Normalizing Flows for Knockoff-free Controlled Feature Selection

Authors: Derek Hansen, Brian Manzo, Jeffrey Regier

NeurIPS 2022 | Conference PDF | Archive PDF | Plain Text | LLM Run Details

Reproducibility Variable Result LLM Response
Research Type Experimental Empirically, FLOWSELECT consistently controls the FDR on both synthetic and semi-synthetic benchmarks, whereas competing knockoff-based approaches do not. FLOWSELECT also demonstrates greater power on these benchmarks. Additionally, FLOWSELECT correctly infers the genetic variants associated with specific soybean traits from GWAS data.
Researcher Affiliation Academia Derek Hansen Department of Statistics University of Michigan dereklh@umich.edu Brian Manzo Department of Statistics University of Michigan bmanzo@umich.edu Jeffrey Regier Department of Statistics University of Michigan regier@umich.edu
Pseudocode Yes Algorithm 1 Step 2 of the FLOWSELECT procedure for drawing K null features Xi,j|Xi, j for feature j at observation i.
Open Source Code Yes Software to reproduce our experiments is available at https://github.com/dereklhansen/flowselect.

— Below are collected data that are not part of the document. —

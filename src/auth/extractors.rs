use axum::{
    async_trait,
    extract::FromRequestParts,
    http::{header::AUTHORIZATION, request::Parts, HeaderMap},
};

use super::claims::Caller;
use crate::error::AppError;

/// Caller resolved by the access layer; handlers take it as a parameter.
pub struct AuthUser(pub Caller);

#[async_trait]
impl<S> FromRequestParts<S> for AuthUser
where
    S: Send + Sync,
{
    type Rejection = AppError;

    async fn from_request_parts(parts: &mut Parts, _state: &S) -> Result<Self, Self::Rejection> {
        parts
            .extensions
            .get::<Caller>()
            .cloned()
            .map(AuthUser)
            .ok_or_else(|| AppError::Unauthorized("Authentication required".into()))
    }
}

/// Reads `Authorization: Bearer <token>`.
///
/// `Ok(None)` when the header is absent; an error when it is present but not a
/// bearer credential.
pub fn bearer_token(headers: &HeaderMap) -> Result<Option<&str>, AppError> {
    let Some(value) = headers.get(AUTHORIZATION) else {
        return Ok(None);
    };
    let value = value
        .to_str()
        .map_err(|_| AppError::Unauthorized("Invalid Authorization header".into()))?;
    let token = value
        .strip_prefix("Bearer ")
        .or_else(|| value.strip_prefix("bearer "))
        .map(str::trim)
        .filter(|t| !t.is_empty())
        .ok_or_else(|| AppError::Unauthorized("Invalid Authorization header".into()))?;
    Ok(Some(token))
}
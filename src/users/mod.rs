mod dto;
pub mod handlers;
mod services;

use crate::state::AppState;
use axum::Router;

pub fn router() -> Router<AppState> {
    Router::new().merge(handlers::user_routes())
}
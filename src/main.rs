mod app;
mod auth;
mod config;
mod db;
mod error;
mod extract;
mod state;
mod users;

#[tokio::main]
async fn main() -> anyhow::Result<()> {
    dotenvy::dotenv().ok();

    let env_filter = std::env::var("RUST_LOG")
        .unwrap_or_else(|_| "gatekeeper=debug,axum=info,tower_http=info".to_string());
    let json_logs = std::env::var("LOG_FORMAT")
        .map(|v| v == "json")
        .unwrap_or(false);

    if json_logs {
        tracing_subscriber::fmt()
            .with_env_filter(env_filter)
            .with_target(false)
            .json()
            .init();
    } else {
        tracing_subscriber::fmt().with_env_filter(env_filter).init();
    }

    let app_state = state::AppState::init().await?;
    if app_state.config.open_admin_registration {
        tracing::warn!("ALLOW_OPEN_ADMIN_REGISTRATION is on; anyone may create admin accounts");
    }

    app::serve(app::build_app(app_state)).await
}
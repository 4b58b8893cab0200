use axum::{
    http::StatusCode,
    response::{IntoResponse, Response},
    Json,
};
use serde::Serialize;
use tracing::error;

use crate::auth::repo::StoreError;

/// Every failure a handler can surface, mapped to a status by kind.
#[derive(Debug, thiserror::Error)]
pub enum AppError {
    #[error("{0}")]
    BadRequest(String),
    #[error("{0}")]
    Conflict(String),
    #[error("{0}")]
    Unauthorized(String),
    #[error("{0}")]
    Forbidden(String),
    #[error("{0}")]
    NotFound(String),
    #[error(transparent)]
    Internal(#[from] anyhow::Error),
}

#[derive(Debug, Serialize)]
pub struct ErrorBody {
    pub error: &'static str,
    pub message: String,
}

impl AppError {
    pub fn status(&self) -> StatusCode {
        match self {
            AppError::BadRequest(_) => StatusCode::BAD_REQUEST,
            AppError::Conflict(_) => StatusCode::CONFLICT,
            AppError::Unauthorized(_) => StatusCode::UNAUTHORIZED,
            AppError::Forbidden(_) => StatusCode::FORBIDDEN,
            AppError::NotFound(_) => StatusCode::NOT_FOUND,
            AppError::Internal(_) => StatusCode::INTERNAL_SERVER_ERROR,
        }
    }

    pub fn code(&self) -> &'static str {
        match self {
            AppError::BadRequest(_) => "bad_request",
            AppError::Conflict(_) => "conflict",
            AppError::Unauthorized(_) => "unauthorized",
            AppError::Forbidden(_) => "forbidden",
            AppError::NotFound(_) => "not_found",
            AppError::Internal(_) => "internal",
        }
    }
}

impl IntoResponse for AppError {
    fn into_response(self) -> Response {
        let status = self.status();
        let message = match &self {
            AppError::Internal(e) => {
                error!(error = %e, "internal error");
                "Internal server error".to_string()
            }
            other => other.to_string(),
        };
        let body = ErrorBody {
            error: self.code(),
            message,
        };
        (status, Json(body)).into_response()
    }
}

impl From<StoreError> for AppError {
    fn from(err: StoreError) -> Self {
        match err {
            StoreError::UsernameTaken => AppError::Conflict("Username already exists".into()),
            StoreError::EmailTaken => AppError::Conflict("Email already exists".into()),
            StoreError::Database(e) => AppError::Internal(e.into()),
        }
    }
}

Open Datasets Yes We use single-cell RNA sequencing (sc RNA-seq) data from 10x Genomics (10x Genomics, 2017)... We tested FLOWSELECT on a dataset from the Soy NAM project (Song et al., 2017)

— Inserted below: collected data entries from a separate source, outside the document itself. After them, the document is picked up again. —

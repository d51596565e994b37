//! Goal descriptions: the validated intermediate representation
//!
//! Analysis turns descriptor elements into [`GoalDescription`]s. They carry
//! everything generation needs and nothing from the descriptor layer:
//! resolved names, types, null policies and projections.
//!
//! [`GoalContext`] then binds a description to its step chain.

mod context;
mod empty;

pub use context::{BuildersContext, GoalContext, ParameterRef, Step};
pub use empty::EmptyOption;

use crate::model::{Access, NullPolicy};
use crate::types::{ClassName, TypeName, TypeVar};
use crate::util::upcase;

/// Builder object lifecycle
#[derive(Debug, Clone, Copy, PartialEq, Eq)]
pub enum Lifecycle {
    /// A fresh object per entry call
    NewInstance,
    /// One thread-local object per slot, guarded by an in-use flag
    ReuseInstances,
}

/// Options shared by every goal kind
#[derive(Debug, Clone, PartialEq)]
pub struct GoalDetails {
    /// Unique within the generation unit
    pub name: String,
    /// Type produced by the goal
    pub goal_type: TypeName,
    /// Access of the builder entry; `None` when no builder is generated
    pub builder: Option<Access>,
    /// Access of the updater entry; `None` when no updater is generated
    pub updater: Option<Access>,
    pub lifecycle: Lifecycle,
    /// Diagnostic path of the goal element
    pub element: String,
}

impl GoalDetails {
    /// Contract class holding the step interfaces, e.g. `CubeBuilder`
    pub fn contract_name(&self) -> String {
        format!("{}Builder", upcase(&self.name))
    }

    /// Builder implementation class, e.g. `CubeBuilderImpl`
    pub fn impl_name(&self) -> String {
        format!("{}BuilderImpl", upcase(&self.name))
    }

    /// Updater class, e.g. `CubeUpdater`
    pub fn updater_name(&self) -> String {
        format!("{}Updater", upcase(&self.name))
    }

    /// Builder entry method, e.g. `cubeBuilder`
    pub fn builder_method(&self) -> String {
        format!("{}Builder", self.name)
    }

    /// Updater entry method, e.g. `cubeUpdater`
    pub fn updater_method(&self) -> String {
        format!("{}Updater", self.name)
    }

    pub fn recycles(&self) -> bool {
        self.lifecycle == Lifecycle::ReuseInstances
    }
}

/// How a regular goal is invoked
#[derive(Debug, Clone, Copy, PartialEq, Eq)]
pub enum RegularKind {
    Constructor,
    InstanceMethod,
    StaticMethod,
}

/// How to read a parameter back from an existing instance
#[derive(Debug, Clone, PartialEq)]
pub enum Projection {
    /// Zero-argument accessor, with its declared exceptions
    Method { name: String, throws: Vec<TypeName> },
    /// Direct field access
    Field { name: String },
    /// Not recoverable
    None,
}

impl Projection {
    pub fn is_none(&self) -> bool {
        matches!(self, Projection::None)
    }
}

/// One parameter of a regular goal
#[derive(Debug, Clone, PartialEq)]
pub struct RegularParameter {
    pub name: String,
    pub ty: TypeName,
    pub null_policy: NullPolicy,
    pub projection: Projection,
}

impl RegularParameter {
    /// Whether a null guard is emitted for this parameter
    pub fn rejects_null(&self) -> bool {
        self.null_policy == NullPolicy::Reject && !self.ty.is_primitive()
    }
}

/// A constructor, instance method or static method goal
#[derive(Debug, Clone, PartialEq)]
pub struct RegularGoal {
    pub details: GoalDetails,
    pub kind: RegularKind,
    /// Type declaring the constructor or method
    pub owner: TypeName,
    /// Invoked method; empty for constructors
    pub method: String,
    /// Type variables the goal introduces (class variables for
    /// constructors of generic classes, method variables otherwise)
    pub type_params: Vec<TypeVar>,
    /// Type variables of the receiving instance, for instance methods
    pub instance_type_params: Vec<TypeVar>,
    /// Parameters in step order
    pub parameters: Vec<RegularParameter>,
    /// Parameter names in declaration order, for the invocation
    pub declaration_order: Vec<String>,
    pub throws: Vec<TypeName>,
}

impl RegularGoal {
    pub fn is_generic(&self) -> bool {
        !self.type_params.is_empty() || !self.instance_type_params.is_empty()
    }

    /// Checked exceptions of all projection methods, deduplicated
    pub fn projection_throws(&self) -> Vec<TypeName> {
        let mut out: Vec<TypeName> = Vec::new();
        for p in &self.parameters {
            if let Projection::Method { throws, .. } = &p.projection {
                for t in throws {
                    if !out.contains(t) {
                        out.push(t.clone());
                    }
                }
            }
        }
        out
    }
}

/// A bean property with both accessors
#[derive(Debug, Clone, PartialEq)]
pub struct AccessorPair {
    /// Property name, e.g. `name` for `getName`
    pub name: String,
    pub ty: TypeName,
    pub getter: String,
    pub setter: String,
    pub null_policy: NullPolicy,
}

/// A collection property exposed only through its getter
#[derive(Debug, Clone, PartialEq)]
pub struct LoneGetter {
    pub name: String,
    /// The collection type the getter returns
    pub ty: TypeName,
    pub element: TypeName,
    pub getter: String,
    pub null_policy: NullPolicy,
    /// Loop variable used when copying elements
    pub iteration_var: String,
}

impl LoneGetter {
    /// Accepted argument type, e.g. `Iterable<? extends String>`
    pub fn iterable_type(&self) -> TypeName {
        let element = match &self.element {
            TypeName::Wildcard(_) => self.element.clone(),
            other => TypeName::Wildcard(crate::types::Wildcard::Extends(Box::new(other.boxed()))),
        };
        TypeName::parameterized(ClassName::new("java.lang", ["Iterable"]), vec![element])
    }
}

/// One bean property
#[derive(Debug, Clone, PartialEq)]
pub enum BeanParameter {
    AccessorPair(AccessorPair),
    LoneGetter(LoneGetter),
}

impl BeanParameter {
    pub fn name(&self) -> &str {
        match self {
            BeanParameter::AccessorPair(p) => &p.name,
            BeanParameter::LoneGetter(p) => &p.name,
        }
    }

    pub fn getter(&self) -> &str {
        match self {
            BeanParameter::AccessorPair(p) => &p.getter,
            BeanParameter::LoneGetter(p) => &p.getter,
        }
    }

    pub fn null_policy(&self) -> NullPolicy {
        match self {
            BeanParameter::AccessorPair(p) => p.null_policy,
            BeanParameter::LoneGetter(p) => p.null_policy,
        }
    }

    /// Type accepted by the step method
    pub fn step_type(&self) -> TypeName {
        match self {
            BeanParameter::AccessorPair(p) => p.ty.clone(),
            BeanParameter::LoneGetter(p) => p.iterable_type(),
        }
    }

    pub fn rejects_null(&self) -> bool {
        match self {
            BeanParameter::AccessorPair(p) => {
                p.null_policy == NullPolicy::Reject && !p.ty.is_primitive()
            }
            BeanParameter::LoneGetter(p) => p.null_policy == NullPolicy::Reject,
        }
    }
}

/// A bean goal: no-arg construction followed by setter calls
#[derive(Debug, Clone, PartialEq)]
pub struct BeanGoal {
    pub details: GoalDetails,
    /// Properties in step order
    pub parameters: Vec<BeanParameter>,
}

impl BeanGoal {
    pub fn bean_type(&self) -> &TypeName {
        &self.details.goal_type
    }

    /// Field holding the bean under construction, e.g. `businessAnalyst`
    pub fn bean_field(&self) -> String {
        crate::util::downcase(&self.details.goal_type.simple_name())
    }
}

/// A validated goal
#[derive(Debug, Clone, PartialEq)]
pub enum GoalDescription {
    Regular(RegularGoal),
    Bean(BeanGoal),
}

impl GoalDescription {
    pub fn details(&self) -> &GoalDetails {
        match self {
            GoalDescription::Regular(g) => &g.details,
            GoalDescription::Bean(g) => &g.details,
        }
    }

    pub fn parameter_count(&self) -> usize {
        match self {
            GoalDescription::Regular(g) => g.parameters.len(),
            GoalDescription::Bean(g) => g.parameters.len(),
        }
    }
}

Dataset Splits Yes For each model, we use 90% of the data for training to generate null features and the remaining 10% for calculating the feature statistics.
Hardware Specification No The paper mentions running experiments "using a single GPU" in Section 5.4, but it does not specify the model or any other detailed hardware specifications.
Software Dependencies No The paper mentions various software components and methods used (e.g., LASSO, random forest regressor, normalizing flows), but it does not provide specific version numbers for any of these software dependencies.
Experiment Setup No The paper describes the general experimental setup, such as data splits (90% training, 10% for statistics) and the types of models used (LASSO, random forest, neural network architecture), but it does not provide specific hyperparameters like learning rates, batch sizes, or explicit numbers of MCMC samples in the main text. It defers "Additional details of training and architecture" to Appendices E.